A classic problem in population genetics is the characterization of discrete population structure in the presence of continuous patterns of genetic differentiation. Especially when sampling is discontinuous, the use of clustering or assignment methods may incorrectly ascribe differentiation due to continuous processes (e.g., geographic isolation by distance) to discrete processes, such as geographic, ecological, or reproductive barriers between populations. This reflects a shortcoming of current methods for inferring and visualizing population structure when applied to genetic data deriving from geographically distributed populations. Here, we present a statistical framework for the simultaneous inference of continuous and discrete patterns of population structure….

The whole preprint should be read for anyone interested in phylogenomic inference, as there is extensive discussion and attention to many problems and missteps that occur when researchers attempt to analyze variation and relationships across a species’ range. Basically, the sort of thing that might be mentioned in peer review feedback, but isn’t likely to be included in any final write-ups.
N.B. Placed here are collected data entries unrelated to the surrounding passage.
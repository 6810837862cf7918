//! Domain logic - pure business rules independent of git operations

pub mod branch;
pub mod commit;
pub mod version;

pub use branch::{sanitize_branch_name, trailing_segment, BranchKind, Workflow};
pub use commit::ParsedCommit;
pub use version::{SemanticVersion, VersionBump};
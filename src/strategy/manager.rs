use super::{BaseVersion, Strategy, VersionContext};
use crate::boundary::EvidenceWarning;
use crate::error::Result;
use tracing::{debug, warn};

/// Runs enabled strategies in priority order and pools their candidates
#[derive(Debug, Clone)]
pub struct StrategyManager {
    order: Vec<Strategy>,
}

impl StrategyManager {
    /// Keep the enabled strategies, ordered by [Strategy::PRIORITY]
    pub fn new(enabled: &[Strategy]) -> Self {
        let order = Strategy::PRIORITY
            .into_iter()
            .filter(|strategy| enabled.contains(strategy))
            .collect();
        StrategyManager { order }
    }

    /// Strategies that will run, in execution order
    pub fn order(&self) -> &[Strategy] {
        &self.order
    }

    /// Collect every candidate.
    ///
    /// The first failing strategy aborts the run. Candidates anchored at ignored commits
    /// are dropped; if nothing remains the fallback candidate is used.
    pub fn base_versions(&self, ctx: &VersionContext<'_>) -> Result<Vec<BaseVersion>> {
        let mut pool = Vec::new();

        for strategy in &self.order {
            let candidates = strategy
                .base_versions(ctx)
                .map_err(|e| e.in_strategy(*strategy))?;
            debug!(strategy = %strategy, count = candidates.len(), "collected base versions");
            pool.extend(candidates);
        }

        pool.retain(|candidate| {
            let ignored = ctx.config.is_ignored(&candidate.source_commit);
            if ignored {
                let warning = EvidenceWarning::IgnoredCommit {
                    sha: candidate.source_commit.clone(),
                    source: candidate.source.clone(),
                };
                warn!("{}", warning);
            }
            !ignored
        });

        if pool.is_empty() {
            debug!("no base version evidence, using fallback");
            pool.extend(Strategy::Fallback.base_versions(ctx)?);
        }

        Ok(pool)
    }
}

/// Pick the candidate the engine builds on.
///
/// A configured next version is authoritative. Otherwise the greatest version wins;
/// among equal versions the earlier (higher priority) candidate is kept.
pub fn select_base_version(candidates: &[BaseVersion]) -> Option<&BaseVersion> {
    if let Some(configured) = candidates
        .iter()
        .find(|candidate| candidate.strategy == Strategy::ConfiguredNextVersion)
    {
        return Some(configured);
    }

    candidates.iter().fold(None, |best, candidate| match best {
        Some(current) if candidate.version <= current.version => Some(current),
        _ => Some(candidate),
    })
}
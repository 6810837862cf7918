use crate::config::Config;
use crate::domain::{ParsedCommit, VersionBump};
use crate::error::{GitVersionError, Result};
use regex::Regex;

/// Analyzes commit messages to determine the version bump they ask for.
///
/// Major wins over minor, minor over patch, regardless of message order.
pub struct VersionAnalyzer {
    major_directive: Regex,
    minor_directive: Regex,
}

impl VersionAnalyzer {
    /// Create an analyzer using the directive patterns from configuration
    pub fn new(config: &Config) -> Result<Self> {
        Self::with_patterns(
            &config.major_version_bump_message,
            &config.minor_version_bump_message,
        )
    }

    /// Create an analyzer from explicit `+semver:` directive patterns
    pub fn with_patterns(major: &str, minor: &str) -> Result<Self> {
        let compile = |pattern: &str| {
            Regex::new(&format!("(?i){}", pattern)).map_err(|e| {
                GitVersionError::config(format!("invalid bump message '{}': {}", pattern, e))
            })
        };

        Ok(VersionAnalyzer {
            major_directive: compile(major)?,
            minor_directive: compile(minor)?,
        })
    }

    /// Decide the bump a single message requests
    pub fn analyze_message(&self, message: &str) -> VersionBump {
        let parsed = ParsedCommit::parse(message);

        if self.major_directive.is_match(message)
            || parsed.breaking_footer
            || (parsed.is_feature() && parsed.breaking_header)
        {
            return VersionBump::Major;
        }

        if self.minor_directive.is_match(message) || parsed.is_feature() {
            return VersionBump::Minor;
        }

        VersionBump::Patch
    }

    /// Analyze commit messages and determine version bump
    pub fn analyze_messages<I, S>(&self, messages: I) -> VersionBump
    where
        I: IntoIterator<Item = S>,
        S: AsRef<str>,
    {
        let mut bump = VersionBump::Patch;

        for message in messages {
            bump = bump.max(self.analyze_message(message.as_ref()));

            // Nothing outranks a major bump
            if bump == VersionBump::Major {
                break;
            }
        }

        bump
    }
}

impl Default for VersionAnalyzer {
    fn default() -> Self {
        let config = Config::default();
        // The default patterns are static and always compile.
        Self::new(&config).expect("default bump message patterns are valid")
    }
}
pub mod analyzer;
pub mod boundary;
pub mod calculator;
pub mod config;
pub mod domain;
pub mod error;
pub mod git;
pub mod output;
pub mod strategy;

pub use calculator::{ResolvedVersion, VersionCalculator};
pub use error::{GitVersionError, Result};
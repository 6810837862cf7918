//! Rendering of a resolved version.
//!
//! Pure functions; the binary decides where the text goes.

use crate::calculator::ResolvedVersion;
use crate::domain::sanitize_branch_name;
use crate::error::{GitVersionError, Result};
use serde::{Deserialize, Serialize};

/// Weight reported for versions without a pre-release label
pub const RELEASE_WEIGHT: i64 = 60000;

/// Output format selected on the command line
#[derive(Debug, Clone, Copy, PartialEq, Eq, Default, Serialize, Deserialize, clap::ValueEnum)]
pub enum OutputFormat {
    /// `major.minor.patch[-pre][+build]`
    #[default]
    #[value(name = "text")]
    Text,
    /// Every variable as a JSON object
    #[value(name = "json")]
    Json,
    #[value(name = "AssemblySemVer", alias = "assemblysemver")]
    AssemblySemVer,
    #[value(name = "AssemblySemFileVer", alias = "assemblysemfilever")]
    AssemblySemFileVer,
}

/// Version variables, serialized with the conventional PascalCase names
#[derive(Debug, Clone, PartialEq, Serialize, Deserialize)]
#[serde(rename_all = "PascalCase")]
pub struct VersionVariables {
    pub major: u64,
    pub minor: u64,
    pub patch: u64,
    pub pre_release_tag: String,
    pub pre_release_tag_with_dash: String,
    pub build_meta_data: String,
    pub full_build_meta_data: String,
    pub major_minor_patch: String,
    pub sem_ver: String,
    pub full_sem_ver: String,
    pub assembly_sem_ver: String,
    pub assembly_sem_file_ver: String,
    pub informational_version: String,
    pub branch_name: String,
    pub escaped_branch_name: String,
    pub sha: String,
    pub short_sha: String,
    pub version_source_sha: String,
    pub commits_since_version_source: usize,
    pub weighted_pre_release_number: i64,
    pub commit_date: String,
}

/// Policy weight plus the trailing number of the pre-release label
pub fn weighted_pre_release_number(resolved: &ResolvedVersion) -> i64 {
    match &resolved.version.pre_release {
        Some(pre) => {
            let number = pre
                .rsplit('.')
                .next()
                .and_then(|last| last.parse::<i64>().ok())
                .unwrap_or(0);
            i64::from(resolved.pre_release_weight) + number
        }
        None => RELEASE_WEIGHT,
    }
}

impl From<&ResolvedVersion> for VersionVariables {
    fn from(resolved: &ResolvedVersion) -> Self {
        let version = &resolved.version;
        let pre_release_tag = version.pre_release.clone().unwrap_or_default();
        let full_build_meta_data = version.build.clone().unwrap_or_default();

        VersionVariables {
            major: version.major,
            minor: version.minor,
            patch: version.patch,
            pre_release_tag_with_dash: if pre_release_tag.is_empty() {
                String::new()
            } else {
                format!("-{}", pre_release_tag)
            },
            pre_release_tag,
            build_meta_data: full_build_meta_data
                .split('+')
                .next()
                .unwrap_or_default()
                .to_string(),
            full_build_meta_data,
            major_minor_patch: version.major_minor_patch(),
            sem_ver: version.sem_ver(),
            full_sem_ver: version.to_string(),
            assembly_sem_ver: version.assembly_sem_ver(),
            assembly_sem_file_ver: version.assembly_sem_ver(),
            informational_version: version.to_string(),
            branch_name: resolved.branch.clone(),
            escaped_branch_name: sanitize_branch_name(&resolved.branch),
            sha: resolved.sha.clone(),
            short_sha: resolved.short_sha.clone(),
            version_source_sha: resolved.source_sha.clone(),
            commits_since_version_source: resolved.commits_since_source,
            weighted_pre_release_number: weighted_pre_release_number(resolved),
            commit_date: resolved.commit_date.clone(),
        }
    }
}

/// Render a resolved version in the requested format
pub fn format(resolved: &ResolvedVersion, format: OutputFormat) -> Result<String> {
    match format {
        OutputFormat::Text => Ok(resolved.version.to_string()),
        OutputFormat::AssemblySemVer | OutputFormat::AssemblySemFileVer => {
            Ok(resolved.version.assembly_sem_ver())
        }
        OutputFormat::Json => serde_json::to_string_pretty(&VersionVariables::from(resolved))
            .map_err(|e| GitVersionError::output(format!("failed to serialize JSON: {}", e))),
    }
}
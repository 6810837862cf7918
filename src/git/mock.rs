use crate::error::{GitVersionError, Result};
use crate::git::{newest_tag, CommitInfo, Repository};
use parking_lot::Mutex;
use std::collections::{HashMap, HashSet};

/// Mock repository with a linear history, for testing without actual git operations
pub struct MockRepository {
    is_repository: bool,
    branch: String,
    /// Oldest first
    commits: Vec<CommitInfo>,
    tags: HashMap<String, String>,
    remote_branches: Vec<String>,
    merge_bases: HashMap<(String, String), String>,
    failing: HashSet<&'static str>,
    calls: Mutex<HashMap<&'static str, usize>>,
}

impl MockRepository {
    /// Create a new empty mock repository checked out on `main`
    pub fn new() -> Self {
        MockRepository {
            is_repository: true,
            branch: "main".to_string(),
            commits: Vec::new(),
            tags: HashMap::new(),
            remote_branches: Vec::new(),
            merge_bases: HashMap::new(),
            failing: HashSet::new(),
            calls: Mutex::new(HashMap::new()),
        }
    }

    /// A directory without version-control metadata
    pub fn not_a_repository() -> Self {
        MockRepository {
            is_repository: false,
            ..Self::new()
        }
    }

    /// Append a commit with a generated id; returns the id
    pub fn add_commit(&mut self, message: impl Into<String>) -> String {
        let sha = format!("c{:06x}{:033x}", self.commits.len() + 1, 0);
        self.add_commit_with_sha(sha.clone(), message);
        sha
    }

    /// Append a commit with an explicit id
    pub fn add_commit_with_sha(&mut self, sha: impl Into<String>, message: impl Into<String>) {
        let day = self.commits.len() % 28 + 1;
        self.commits.push(CommitInfo {
            sha: sha.into(),
            message: message.into(),
            date: format!("2024-01-{:02} 12:00:00 +0000", day),
        });
    }

    /// Tag the newest commit
    pub fn tag_head(&mut self, name: impl Into<String>) {
        if let Some(head) = self.commits.last() {
            let sha = head.sha.clone();
            self.tags.insert(name.into(), sha);
        }
    }

    /// Add a tag pointing at a commit id
    pub fn add_tag(&mut self, name: impl Into<String>, sha: impl Into<String>) {
        self.tags.insert(name.into(), sha.into());
    }

    /// Set the checked out branch
    pub fn set_current_branch(&mut self, branch: impl Into<String>) {
        self.branch = branch.into();
    }

    pub fn add_remote_branch(&mut self, branch: impl Into<String>) {
        self.remote_branches.push(branch.into());
    }

    /// Record the merge base of two branches (order-insensitive)
    pub fn set_merge_base(
        &mut self,
        branch_a: impl Into<String>,
        branch_b: impl Into<String>,
        sha: impl Into<String>,
    ) {
        let (a, b) = (branch_a.into(), branch_b.into());
        let sha = sha.into();
        self.merge_bases.insert((b.clone(), a.clone()), sha.clone());
        self.merge_bases.insert((a, b), sha);
    }

    /// Make the named query return an error, e.g. `"tags_reachable_from_head"`
    pub fn fail_query(&mut self, query: &'static str) {
        self.failing.insert(query);
    }

    /// How many times a query was answered
    pub fn call_count(&self, query: &str) -> usize {
        self.calls.lock().get(query).copied().unwrap_or(0)
    }

    fn record(&self, query: &'static str) -> Result<()> {
        *self.calls.lock().entry(query).or_insert(0) += 1;
        if self.failing.contains(query) {
            return Err(GitVersionError::repository(format!("{} failed", query)));
        }
        Ok(())
    }

    fn head(&self) -> Result<&CommitInfo> {
        self.commits
            .last()
            .ok_or_else(|| GitVersionError::repository("repository has no commits"))
    }

    /// Index of the commit a tag or commit id refers to
    fn position_of(&self, reference: &str) -> Result<usize> {
        let sha = self.tags.get(reference).map(String::as_str).unwrap_or(reference);
        self.commits
            .iter()
            .position(|commit| !sha.is_empty() && commit.sha.starts_with(sha))
            .ok_or_else(|| GitVersionError::repository(format!("unknown revision '{}'", reference)))
    }

    fn commits_after(&self, reference: Option<&str>) -> Result<&[CommitInfo]> {
        match reference {
            Some(reference) => {
                let index = self.position_of(reference)?;
                Ok(&self.commits[index + 1..])
            }
            None => Ok(&self.commits),
        }
    }
}

impl Default for MockRepository {
    fn default() -> Self {
        Self::new()
    }
}

impl Repository for MockRepository {
    fn is_repository(&self) -> bool {
        self.is_repository
    }

    fn current_branch(&self) -> Result<String> {
        self.record("current_branch")?;
        Ok(self.branch.clone())
    }

    fn head_sha(&self) -> Result<String> {
        self.record("head_sha")?;
        Ok(self.head()?.sha.clone())
    }

    fn head_short_sha(&self) -> Result<String> {
        self.record("head_short_sha")?;
        Ok(self.head()?.sha.chars().take(7).collect())
    }

    fn latest_tag(&self) -> Result<Option<String>> {
        self.record("latest_tag")?;
        for commit in self.commits.iter().rev() {
            let newest = newest_tag(
                self.tags
                    .iter()
                    .filter(|(_, sha)| **sha == commit.sha)
                    .map(|(name, _)| name),
            );
            if let Some(name) = newest {
                return Ok(Some(name.clone()));
            }
        }
        Ok(None)
    }

    fn tags_reachable_from_head(&self) -> Result<Vec<String>> {
        self.record("tags_reachable_from_head")?;
        let mut tags: Vec<String> = self
            .tags
            .iter()
            .filter(|(_, sha)| self.commits.iter().any(|commit| commit.sha == **sha))
            .map(|(name, _)| name.clone())
            .collect();
        tags.sort();
        Ok(tags)
    }

    fn commit_sha_for_tag(&self, tag: &str) -> Result<String> {
        self.record("commit_sha_for_tag")?;
        self.tags
            .get(tag)
            .cloned()
            .ok_or_else(|| GitVersionError::repository(format!("cannot find tag '{}'", tag)))
    }

    fn all_remote_branches(&self) -> Result<Vec<String>> {
        self.record("all_remote_branches")?;
        Ok(self.remote_branches.clone())
    }

    fn merge_base(&self, branch_a: &str, branch_b: &str) -> Result<Option<String>> {
        self.record("merge_base")?;
        Ok(self
            .merge_bases
            .get(&(branch_a.to_string(), branch_b.to_string()))
            .cloned())
    }

    fn commit_history(&self, limit: usize) -> Result<Vec<CommitInfo>> {
        self.record("commit_history")?;
        Ok(self.commits.iter().rev().take(limit).cloned().collect())
    }

    fn commits_since(&self, reference: Option<&str>) -> Result<Vec<String>> {
        self.record("commits_since")?;
        Ok(self
            .commits_after(reference)?
            .iter()
            .rev()
            .map(|commit| commit.message.clone())
            .collect())
    }

    fn commit_count_since(&self, reference: Option<&str>) -> Result<usize> {
        self.record("commit_count_since")?;
        Ok(self.commits_after(reference)?.len())
    }

    fn commit_date(&self) -> Result<String> {
        self.record("commit_date")?;
        Ok(self.head()?.date.clone())
    }
}
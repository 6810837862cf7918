// tests/integration_test.rs
use gitversion::calculator::IncrementDecision;
use gitversion::config::{BranchPolicy, CommitMessageIncrementMode, Config, IncrementStrategy};
use gitversion::domain::{BranchKind, SemanticVersion, VersionBump, Workflow};
use gitversion::git::{MockRepository, Repository};
use gitversion::output::{self, OutputFormat};
use gitversion::strategy::Strategy;
use gitversion::{GitVersionError, VersionCalculator};

fn resolve(repo: MockRepository, config: Config) -> SemanticVersion {
    VersionCalculator::new(repo, config)
        .resolve_version(None, Workflow::GitFlow, None, None)
        .unwrap()
}

#[test]
fn test_main_without_tags_uses_fallback() {
    let mut repo = MockRepository::new();
    repo.add_commit("initial");
    repo.add_commit("fix: typo");
    let calculator = VersionCalculator::new(repo, Config::default());

    let resolved = calculator
        .resolve(None, Workflow::GitFlow, None, None)
        .unwrap();
    assert_eq!(resolved.source, "Fallback base version");
    assert_eq!(resolved.version.to_string(), "0.0.1+2+c000002");
    assert_eq!(resolved.version.pre_release, None);
    assert_eq!(resolved.kind, BranchKind::Main);
}

#[test]
fn test_main_increments_latest_tag() {
    let mut repo = MockRepository::new();
    repo.add_commit("initial");
    repo.tag_head("v1.4.2");
    repo.add_commit("fix: a");
    repo.add_commit("fix: b");

    let version = resolve(repo, Config::default());
    assert_eq!(version.to_string(), "1.4.3+2+c000003");
}

#[test]
fn test_release_branch_scenario() {
    let mut repo = MockRepository::new();
    repo.add_commit("one");
    repo.add_commit("two");
    repo.add_commit_with_sha("abc1234ffffffffffffffffffffffffffffffff", "three");
    repo.set_current_branch("release/0.0.2-alpha");

    let version = resolve(repo, Config::default());
    assert_eq!(version.major_minor_patch(), "0.0.2");
    assert_eq!(version.pre_release.as_deref(), Some("alpha.3"));
    assert_eq!(version.build.as_deref(), Some("3+abc1234"));
}

#[test]
fn test_feature_branch_scenario() {
    let mut repo = MockRepository::new();
    for n in 0..4 {
        repo.add_commit(format!("feat: part {}", n));
    }
    repo.add_commit_with_sha("def5678000000000000000000000000000000000", "feat: last");
    repo.set_current_branch("feature/user-auth");

    let version = resolve(repo, Config::default());
    assert_eq!(version.pre_release.as_deref(), Some("user-auth.5"));
    assert_eq!(version.build.as_deref(), Some("5+def5678"));
}

#[test]
fn test_forced_major_on_feature_branch() {
    let mut repo = MockRepository::new();
    repo.add_commit("initial");
    repo.tag_head("v0.1.0");
    repo.add_commit("fix: something");
    repo.set_current_branch("feature/rework");
    let calculator = VersionCalculator::new(repo, Config::default());

    let resolved = calculator
        .resolve(None, Workflow::GitFlow, Some(VersionBump::Major), None)
        .unwrap();
    assert_eq!(resolved.increment, IncrementDecision::Forced(VersionBump::Major));
    assert_eq!(resolved.version.major_minor_patch(), "1.0.0");
    assert_eq!(resolved.version.pre_release.as_deref(), Some("rework.1"));
    assert_eq!(resolved.commits_since_source, 1);
}

#[test]
fn test_next_version_override_beats_larger_tag() {
    let mut repo = MockRepository::new();
    repo.add_commit("initial");
    repo.tag_head("v5.0.0");
    repo.add_commit("fix: x");
    let calculator = VersionCalculator::new(repo, Config::default());

    let resolved = calculator
        .resolve(None, Workflow::GitFlow, None, Some("2.0.0"))
        .unwrap();
    assert_eq!(resolved.version.major_minor_patch(), "2.0.0");
    assert_eq!(resolved.increment, IncrementDecision::NotEligible);
    assert!(resolved.source.contains("2.0.0"));
}

#[test]
fn test_configured_next_version_from_config() {
    let mut repo = MockRepository::new();
    repo.add_commit("initial");
    let mut config = Config::default();
    config.next_version = Some("3.0.0".to_string());

    assert_eq!(resolve(repo, config).major_minor_patch(), "3.0.0");
}

#[test]
fn test_invalid_configured_version_is_fatal() {
    let mut repo = MockRepository::new();
    repo.add_commit("initial");
    let calculator = VersionCalculator::new(repo, Config::default());

    let err = calculator
        .resolve_version(None, Workflow::GitFlow, None, Some("three"))
        .unwrap_err();
    match err {
        GitVersionError::InvalidConfiguredVersion { value, .. } => assert_eq!(value, "three"),
        other => panic!("unexpected error: {}", other),
    }
}

#[test]
fn test_strategy_failure_aborts_resolution() {
    let mut repo = MockRepository::new();
    repo.add_commit("initial");
    repo.fail_query("tags_reachable_from_head");
    let calculator = VersionCalculator::new(repo, Config::default());

    let err = calculator
        .resolve_version(None, Workflow::GitFlow, None, None)
        .unwrap_err();
    let message = err.to_string();
    assert!(
        matches!(
            err,
            GitVersionError::StrategyFailure {
                strategy: Strategy::TaggedCommit,
                ..
            }
        ),
        "got: {}",
        message
    );
    assert!(message.contains("tags_reachable_from_head failed"));
}

#[test]
fn test_not_a_repository() {
    let calculator = VersionCalculator::new(MockRepository::not_a_repository(), Config::default());
    let err = calculator
        .resolve_version(Some("main"), Workflow::GitFlow, None, None)
        .unwrap_err();
    assert!(matches!(err, GitVersionError::NotARepository(_)));
    assert_eq!(calculator.repository().inner().call_count("head_sha"), 0);
}

#[test]
fn test_develop_tracks_release_branches() {
    let mut repo = MockRepository::new();
    repo.add_commit("initial");
    repo.tag_head("v1.0.0");
    let fork = repo.add_commit("feat: start release");
    repo.add_commit("feat: next thing");
    repo.set_current_branch("develop");
    repo.add_remote_branch("release/1.1.0");
    repo.set_merge_base("release/1.1.0", "develop", fork);

    let version = resolve(repo, Config::default());
    assert_eq!(version.major_minor_patch(), "1.2.0");
    assert_eq!(version.pre_release.as_deref(), Some("alpha.1"));
}

#[test]
fn test_merge_message_of_release_branch() {
    let mut repo = MockRepository::new();
    repo.add_commit("initial");
    repo.tag_head("v1.0.0");
    repo.add_commit("Merge branch 'release/1.1.0'");

    let version = resolve(repo, Config::default());
    assert_eq!(version.to_string(), "1.1.1+1+c000002");
}

#[test]
fn test_repository_queries_are_cached() {
    let mut repo = MockRepository::new();
    repo.add_commit("initial");
    repo.tag_head("v1.0.0");
    repo.add_commit("fix: x");
    repo.set_current_branch("release/next");
    let calculator = VersionCalculator::new(repo, Config::default());

    calculator
        .resolve(None, Workflow::GitFlow, None, None)
        .unwrap();
    calculator
        .resolve(None, Workflow::GitFlow, None, None)
        .unwrap();

    let inner = calculator.repository().inner();
    assert_eq!(inner.call_count("tags_reachable_from_head"), 1);
    assert_eq!(inner.call_count("head_sha"), 1);
}

#[test]
fn test_ignored_tag_is_not_evidence() {
    let mut repo = MockRepository::new();
    repo.add_commit("initial");
    repo.tag_head("v1.0.0");
    let bad = repo.add_commit("fix: x");
    repo.tag_head("v9.0.0");
    repo.add_commit("fix: y");
    let mut config = Config::default();
    config.ignore.sha = vec![bad];

    assert_eq!(resolve(repo, config).major_minor_patch(), "1.0.1");
}

#[test]
fn test_policy_increment_none() {
    let mut repo = MockRepository::new();
    repo.add_commit("initial");
    repo.tag_head("v2.0.0");
    repo.add_commit("fix: x");
    let mut config = Config::default();
    if let Some(main) = config.branches.get_mut("main") {
        main.increment = IncrementStrategy::None;
    }

    assert_eq!(resolve(repo, config).major_minor_patch(), "2.0.0");
}

#[test]
fn test_custom_policy_label() {
    let mut repo = MockRepository::new();
    repo.add_commit("initial");
    repo.add_commit("work");
    repo.set_current_branch("exp/faster");
    let mut config = Config::default();
    config.branches.insert(
        "exp".to_string(),
        BranchPolicy {
            name: "exp".to_string(),
            regex: Some("^exp/".to_string()),
            increment: IncrementStrategy::Minor,
            label: Some("experiment".to_string()),
            ..BranchKind::Unknown.default_policy()
        },
    );

    let version = resolve(repo, config);
    assert_eq!(version.major_minor_patch(), "0.1.0");
    assert_eq!(version.pre_release.as_deref(), Some("experiment.2"));
}

#[test]
fn test_githubflow_treats_everything_else_as_feature() {
    let mut repo = MockRepository::new();
    repo.add_commit("initial");
    repo.tag_head("v1.0.0");
    repo.add_commit("work");
    repo.set_current_branch("develop");
    let calculator = VersionCalculator::new(repo, Config::default());

    let resolved = calculator
        .resolve(None, Workflow::GitHubFlow, None, None)
        .unwrap();
    assert_eq!(resolved.kind, BranchKind::Feature);
    assert_eq!(resolved.version.to_string(), "1.0.1-develop.1+1+c000002");
}

#[test]
fn test_trunk_never_labels() {
    let mut repo = MockRepository::new();
    repo.add_commit("initial");
    repo.add_commit("work");
    repo.set_current_branch("feature/x");
    let calculator = VersionCalculator::new(repo, Config::default());

    let version = calculator
        .resolve_version(None, Workflow::Trunk, None, None)
        .unwrap();
    assert_eq!(version.pre_release, None);
}

#[test]
fn test_branch_override_and_json_output() {
    let mut repo = MockRepository::new();
    repo.add_commit("initial");
    repo.tag_head("v1.0.0");
    repo.add_commit("work");
    let calculator = VersionCalculator::new(repo, Config::default());

    let resolved = calculator
        .resolve(Some("hotfix/crash"), Workflow::GitFlow, None, None)
        .unwrap();
    let json = output::format(&resolved, OutputFormat::Json).unwrap();
    let value: serde_json::Value = serde_json::from_str(&json).unwrap();

    assert_eq!(value["BranchName"], "hotfix/crash");
    assert_eq!(value["SemVer"], "1.0.1-hotfix.1");
    assert_eq!(value["WeightedPreReleaseNumber"], 40001);
    assert_eq!(
        value["VersionSourceSha"],
        calculator.repository().commit_sha_for_tag("v1.0.0").unwrap()
    );
    assert_eq!(value["CommitDate"], "2024-01-02 12:00:00 +0000");
}

#[test]
fn test_increment_past_component_limit_is_an_error() {
    let mut repo = MockRepository::new();
    repo.add_commit("initial");
    repo.tag_head("v1.0.18446744073709551615");
    repo.add_commit("fix: x");
    let calculator = VersionCalculator::new(repo, Config::default());

    let err = calculator
        .resolve_version(None, Workflow::GitFlow, None, None)
        .unwrap_err();
    assert!(matches!(err, GitVersionError::InvalidFormat(_)), "got: {}", err);

    let version = calculator
        .resolve_version(None, Workflow::GitFlow, Some(VersionBump::Minor), None)
        .unwrap();
    assert_eq!(version.major_minor_patch(), "1.1.0");
}

#[test]
fn test_hyphenated_breaking_change_text_is_not_a_major_bump() {
    let mut repo = MockRepository::new();
    repo.add_commit("initial");
    repo.tag_head("v1.2.0");
    repo.add_commit("docs: explain non-breaking-change policy");
    let mut config = Config::default();
    config.commit_message_incrementing = CommitMessageIncrementMode::Enabled;

    assert_eq!(resolve(repo, config).to_string(), "1.2.1+1+c000002");
}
As noted in the abstract the major issue being addressed here is the problem that many clustering methods do not include within their model the reality that genetic variation within a species may be present due to continuous gene flow defined by isolation by distance dynamics. This goes back to the old “clines vs. clusters” debates. Many of the model-based methods assume pulse admixtures between population clusters which are random mating. This is not a terrible assumption when you consider perhaps what occurred in the New World when Europeans came in contact with the native populations and introduced Africans. But it is not so realistic when it comes to the North European plain, which seems to have become genetically differentiated only within the last ~5,000 years, and likely seen extensive gene flow.

The figure below shows the results from the conStruct method (left), and the more traditional fastStructure (right):

There are limitations to the spatial model they use (e.g., ring species), but that’s true of any model. The key is that it’s a good first step to account for continuous gene flow, and not shoehorning all variation into pulse admixtures.

Though in beta, the R package is already available on github (easy enough to download and install). I’ll probably have more comment when I test drive it myself….

* I am friendly with the authors of this paper, so I am also aware of their long-held concerns about the limitations and/or abuses of some phylogenetic methods. These concerns are broadly shared within the field.